Can machine learning optimize the efficiency of the operating room in the era of COVID-19?

Duncan Rozario 1,
PMCID: PMC7747850  PMID: 33180692

Summary

The cancellation of large numbers of surgical procedures because of the coronavirus disease 2019 (COVID-19) pandemic has drastically extended wait lists and negatively affected patient care and experience. As many facilities resume clinical work owing to the currently low burden of disease in our community, we are faced with operative booking protocols and procedures that are not mathematically designed to optimize efficiency. Using a subset of artificial intelligence called “machine learning,” we have shown how the use of operating time can be optimized with a custom Python (a high-level programming language) script and an open source machine-learning algorithm, the OR-Tools software suite from the Google AI division of Alphabet Inc. This allowed the creation of customized models to optimize the efficiency of operating room booking times, which resulted in a reduction in nursing overtime of 21% — a theoretical cost savings of $469 000 over 3 years.

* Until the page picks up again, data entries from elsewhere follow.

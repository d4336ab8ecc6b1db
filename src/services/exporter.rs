use serde::Serialize;
use serde_json::Value;

use crate::{errors::AppResult, models::domain::QuestionRecord};

const DEFAULT_FILE_NAME: &str = "questions.json";

#[derive(Debug, Serialize)]
struct ExportDocument<'a> {
    questions: Vec<ExportedQuestion<'a>>,
}

/// Field order here is the field order of the exported document.
#[derive(Debug, Serialize)]
struct ExportedQuestion<'a> {
    question: &'a str,
    options: &'a [String],
    answer: &'a str,
    explanation: Option<&'a str>,
}

impl<'a> From<&'a QuestionRecord> for ExportedQuestion<'a> {
    fn from(record: &'a QuestionRecord) -> Self {
        ExportedQuestion {
            question: record.question(),
            options: record.options(),
            answer: record.answer(),
            explanation: record.explanation(),
        }
    }
}

fn document(records: &[QuestionRecord]) -> ExportDocument<'_> {
    ExportDocument {
        questions: records.iter().map(ExportedQuestion::from).collect(),
    }
}

/// Serializes a batch as a pretty-printed `{"questions": [...]}` document.
pub fn export_json(records: &[QuestionRecord]) -> AppResult<String> {
    Ok(serde_json::to_string_pretty(&document(records))?)
}

pub fn export_value(records: &[QuestionRecord]) -> AppResult<Value> {
    Ok(serde_json::to_value(document(records))?)
}

/// Download name for a batch, e.g. `questions_world_war_ii.json`.
pub fn export_file_name(topic: &str) -> String {
    let slug = topic
        .split(|c: char| !c.is_alphanumeric())
        .filter(|part| !part.is_empty())
        .map(str::to_lowercase)
        .collect::<Vec<_>>()
        .join("_");

    if slug.is_empty() {
        DEFAULT_FILE_NAME.to_string()
    } else {
        format!("questions_{}.json", slug)
    }
}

The coronavirus disease 2019 (COVID-19) pandemic resulted in the declaration of an emergency on Mar. 17, 2020, under the Emergency Management and Civil Protection Act, leading to the cessation of elective surgery in Ontario. It was estimated that between March 15 and June 13 there was a provincial backlog of 148 364 surgeries.1 A gradually staged resumption of services started on May 16, 2020, exacerbating existing wait list issues and resulting in significant morbidity and mortality for patients. At our institution, we use a surgeon’s average procedure time for their last 10 cases as the booking time for future procedures. Mathematically, does that optimize the utilization of operative time? Cases that run late incur staff overtime costs, affect physician scheduling, decrease morale and delay the ability to complete urgent or emergent cases. Conversely, operating rooms (ORs) that finish early do not maximize the use of available time and are a waste of costly resources. In some centres, cases that will finish late are cancelled, resulting in significant patient dissatisfaction.

Oakville Trafalgar Memorial Hospital is a 469-bed facility in Oakville, Ontario, that performed 13 717 surgical procedures in 2017–18. In December 2015, we moved to a new 1.5-million-square-foot facility; it is 3 times larger than the previous hospital and has 10 ORs.

Optimizing booking times using a machine learning model

The current common method of booking operative procedures using the average of the last 10 case times results in about 50% of cases running overtime, as case times follow a Gaussian distribution. Procedures with highly variable case times can cause a cascade of delays that result in more ORs running overtime.2

An optimization problem is defined using a decision variable for every type of procedure. Each variable is bound by the range of actual case times in the data set. An OR is considered to be running overtime if the sum of actual Natasha Rozario procedure times plus changeovers exceeds the scheduled case time for a given day. At our institution, an OR is considered to be running undertime if the actual finish time is more than 15 minutes earlier than the scheduled finish time for a given day.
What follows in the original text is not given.